* **Task material**:
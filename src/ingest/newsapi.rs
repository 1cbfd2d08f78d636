// src/ingest/newsapi.rs
use anyhow::{anyhow, Context, Result};
use async_trait::async_trait;
use metrics::{counter, histogram};
use reqwest::Client;
use serde::Deserialize;
use std::time::Duration;

use crate::config::NewsSettings;
use crate::ingest::types::{Article, ArticleSource};
use crate::ingest::{is_removed, normalize_text};

#[derive(Debug, Deserialize)]
struct EverythingResponse {
    #[serde(default)]
    articles: Option<Vec<RawArticle>>,
}

#[derive(Debug, Deserialize)]
struct ErrorResponse {
    #[serde(default)]
    code: Option<String>,
    #[serde(default)]
    message: Option<String>,
}

#[derive(Debug, Default, Deserialize)]
#[serde(default)]
struct RawArticle {
    title: Option<String>,
    description: Option<String>,
    url: Option<String>,
    source: Option<RawSource>,
    #[serde(rename = "publishedAt")]
    published_at: Option<String>,
}

#[derive(Debug, Default, Deserialize)]
#[serde(default)]
struct RawSource {
    name: Option<String>,
}

impl From<RawArticle> for Article {
    fn from(raw: RawArticle) -> Self {
        Article {
            title: normalize_text(raw.title.as_deref().unwrap_or_default()),
            description: normalize_text(raw.description.as_deref().unwrap_or_default()),
            url: raw.url.unwrap_or_default().trim().to_string(),
            source_name: raw
                .source
                .and_then(|s| s.name)
                .unwrap_or_default()
                .trim()
                .to_string(),
            published_at: raw.published_at.unwrap_or_default().trim().to_string(),
        }
    }
}

/// NewsAPI `/v2/everything` client. One GET per query, no retries:
/// the next poll cycle is the retry.
#[derive(Clone)]
pub struct NewsApiClient {
    client: Client,
    base_url: String,
    api_key: Option<String>,
    language: Option<String>,
    sort_by_recency: bool,
    page_size: u32,
    timeout: Duration,
}

impl NewsApiClient {
    pub fn new(settings: &NewsSettings, api_key: Option<String>) -> Self {
        Self {
            client: Client::new(),
            base_url: settings.base_url.clone(),
            api_key,
            language: settings.language.clone(),
            sort_by_recency: settings.sort_by_recency,
            page_size: settings.page_size,
            timeout: Duration::from_secs(settings.timeout_secs),
        }
    }

    pub fn with_timeout(mut self, timeout: Duration) -> Self {
        self.timeout = timeout;
        self
    }

    fn query_params(&self, query: &str) -> Vec<(&'static str, String)> {
        let mut params = vec![("q", query.to_string())];
        if self.sort_by_recency {
            params.push(("sortBy", "publishedAt".to_string()));
        }
        if let Some(lang) = &self.language {
            params.push(("language", lang.clone()));
        }
        params.push(("pageSize", self.page_size.to_string()));
        params
    }

    /// Fallible fetch; `search` wraps this and never surfaces the error.
    pub async fn try_search(&self, query: &str) -> Result<Vec<Article>> {
        let api_key = self
            .api_key
            .as_deref()
            .ok_or_else(|| anyhow!("NEWS_API_KEY is not set"))?;

        let t0 = std::time::Instant::now();
        let resp = self
            .client
            .get(&self.base_url)
            .query(&self.query_params(query))
            .header("X-Api-Key", api_key)
            .timeout(self.timeout)
            .send()
            .await
            .context("newsapi request")?;

        let status = resp.status();
        let body = resp.text().await.context("read newsapi body")?;
        histogram!("sentinel_fetch_ms").record(t0.elapsed().as_secs_f64() * 1_000.0);

        if !status.is_success() {
            let detail = serde_json::from_str::<ErrorResponse>(&body)
                .ok()
                .map(|e| {
                    format!(
                        "{}: {}",
                        e.code.unwrap_or_else(|| "unknown".into()),
                        e.message.unwrap_or_else(|| "Unknown error".into())
                    )
                })
                .unwrap_or_else(|| "Unknown error".to_string());
            return Err(anyhow!("newsapi returned {status}: {detail}"));
        }

        let parsed: EverythingResponse =
            serde_json::from_str(&body).context("parse newsapi JSON")?;
        let raw = parsed
            .articles
            .ok_or_else(|| anyhow!("newsapi payload has no `articles` field"))?;

        let out: Vec<Article> = raw
            .into_iter()
            .map(Article::from)
            .filter(|a| !is_removed(a))
            .collect();

        counter!("sentinel_articles_fetched_total").increment(out.len() as u64);
        Ok(out)
    }
}

#[async_trait]
impl ArticleSource for NewsApiClient {
    async fn search(&self, query: &str) -> Vec<Article> {
        match self.try_search(query).await {
            Ok(v) => {
                tracing::debug!(target: "ingest", query, count = v.len(), "fetched articles");
                v
            }
            Err(e) => {
                tracing::warn!(target: "ingest", query, error = %format!("{e:#}"), "news fetch failed");
                counter!("sentinel_source_errors_total").increment(1);
                Vec::new()
            }
        }
    }

    fn name(&self) -> &'static str {
        "NewsAPI"
    }
}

* **Task objective**: In the entries above, count each line with "impl"; reply with the total only.

* **Result for this exercise**: 3